Code Switch: Professor Dagan Karp will explore the performative nature of personality, and discuss how he occupies space as a mathematician, a lifelong skateboarder, and a passionate advocate for social justice. Dagan will investigate mathematics as a rebellious and liberatory practice, skating as an aid for mathematics, and social justice as a necessary component of a career in science education. Dagan will share how basic ideas in mathematics help his understanding of gender fluidity and performance, social power structures, and systems of oppression.
Wednesday, April 13.
On college campuses and in society, visible and invisible disabilities are often only thought about from the angle of access and accommodations. Join me for a workshop that looks beyond accommodations to practical inclusion strategies in our HMC environment (inside and outside of the classroom), as well as disability justice as an anti-oppression framework.
Tuesday, March 29, 2016.
One hundred percent of the sixty scientists interviewed for a recent study reported encountering one or more patterns of gender bias, linked to the intersection of their race and gender. Join me to delve into the “double jeopardy” that faces Latina, Black, and Asian American women in STEM. Leave with tools and knowledge to combat the racialized gender gap!
Tuesday, Dec. 1, 2015
We focused on the experiences of Buddhists and Hindus at Harvey Mudd and in higher education. Major religions in the world, but minority religions in the US! We explored popular misperceptions of Hinduism and Buddhism, how our Buddhist and Hindu students navigate their beliefs on campus and in general and where they find community.

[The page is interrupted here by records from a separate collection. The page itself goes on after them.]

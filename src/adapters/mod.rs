//! Adapters — concrete implementations of the hexagonal port traits.
//!
//! | Adapter       | Implements          | Connects to                   |
//! |---------------|---------------------|-------------------------------|
//! | `hardware`    | OutputPort          | any `OutputPort` (pin bank)   |
//! |               | StatusFeed          | any `StatusFeed` (UART)       |
//! | `pins`        | OutputPort          | embedded-hal `OutputPin`s     |
//! | `gpio`        | (builds `PinBank`)  | Linux GPIO character device   |
//! | `serial`      | StatusFeed          | Verdin UART                   |
//! | `sim`         | OutputPort          | in-process simulated rig      |
//! |               | StatusFeed          |                               |
//! | `keyboard`    | CommandSource       | stdin reader thread           |
//! | `console`     | StatusReporter      | stdout                        |
//! |               | EventSink           |                               |
//! | `time`        | Clock               | `std::time::Instant`          |
//! | `config_file` | ConfigPort          | JSON file on disk             |
//!
//! `gpio` and `serial` need the `toradex` feature.

pub mod config_file;
pub mod console;
pub mod hardware;
pub mod keyboard;
pub mod pins;
pub mod sim;
pub mod time;

#[cfg(feature = "toradex")]
pub mod gpio;
#[cfg(feature = "toradex")]
pub mod serial;
//! UART status feed.
//!
//! Opens the controller link 8N1 with a short read timeout and hands
//! the loop at most one byte per call.  A timeout is "no sample this
//! tick", not an error.

use std::io::{ErrorKind, Read};
use std::time::Duration;

use log::info;
use serialport::{DataBits, Parity, SerialPort, StopBits};

use crate::app::ports::StatusFeed;
use crate::config::SystemConfig;
use crate::error::{FeedError, SetupError};

pub struct SerialStatusFeed {
    port: Box<dyn SerialPort>,
}

impl SerialStatusFeed {
    pub fn open(config: &SystemConfig) -> Result<Self, SetupError> {
        let port = serialport::new(&config.serial_port, config.baud_rate)
            .data_bits(DataBits::Eight)
            .parity(Parity::None)
            .stop_bits(StopBits::One)
            .timeout(Duration::from_millis(config.feed_read_timeout_ms))
            .open()
            .map_err(|e| {
                SetupError::Serial(format!(
                    "{}: {} (check the device exists and the container may access it)",
                    config.serial_port, e
                ))
            })?;

        info!(
            "UART open on {} at {} baud",
            config.serial_port, config.baud_rate
        );
        Ok(Self { port })
    }
}

impl StatusFeed for SerialStatusFeed {
    fn read_sample(&mut self) -> Result<Option<u8>, FeedError> {
        let mut buf = [0u8; 1];
        match self.port.read(&mut buf) {
            Ok(1) => Ok(Some(buf[0])),
            Ok(_) => Ok(None),
            Err(e) if matches!(e.kind(), ErrorKind::TimedOut | ErrorKind::WouldBlock) => Ok(None),
            Err(e) => Err(e.into()),
        }
    }
}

Panelists: Aman Fatehpuria, Lam Huynh, Manu Kondapi, Jenny Lee, and Vai Viswanathan
In November, OID collaborated with the Office of Career Services to host “Real Talk: Alumni of Color.” Alumni (Kawika ’06, Lupita ’09, Obosa ’14 and Ruben ’05) were able to share their experiences of what it was like to be an alumni of color at Mudd and how that’s influenced their lives after Mudd.
OID Voices Panel: Latinidad: The Diversity Within, Friday, Oct. 23, 2015
Latin@s are one of the fastest growing communities on college campuses, but their experiences are not monolithic. Let’s explore the tremendous diversity and complexity within the Latin@ community — identity, connection to ethnic versus racial heritage, gender/class/sexuality, and more! How are our Latin@ students, staff, and faculty navigating our environment? Join us for an illuminating and critical conversation!
Panelists: Viviana Bermudez, Jesus Villegas, Angie Aguilar, and Prof. Alfonso Castro
On Friday, Oct. 9, OID celebrated National Coming Out Day with a #MoreThanMarriage reception in the quad. #MoreThanMarriage is a community-based campaign to shed light on those issues beyond marriage equality that impact and are important to transgender, lesbian, gay, bisexual and queer people.
The campus community joined us in an event to raise awareness of the critical issues needed in order to thrive – including marriage, immigration, bullying, health care access, family rights, employment, and more.
OID Campus Climate Event: Dr. Sylvia Hurtado, Friday, Oct. 2, 2015
What are the critical pieces that define campus climate? And how do they each play a part in creating a nourishing environment for each and every one of our students? Historically, who has survived and flourished at Harvey Mudd? As higher education institutions are traditionally constructed to serve students from white-collar families, evolving our practices will give us a cutting edge as we are better able to serve our increasingly diverse student body.
Guest Speaker: Sylvia Hurtado, PhD
Professor, Graduate School of Education and Information Studies at UCLA. Leader of several national projects on diverse learning environments and retention, STEM education and diversification of the scientific workforce, and innovation in undergraduate education.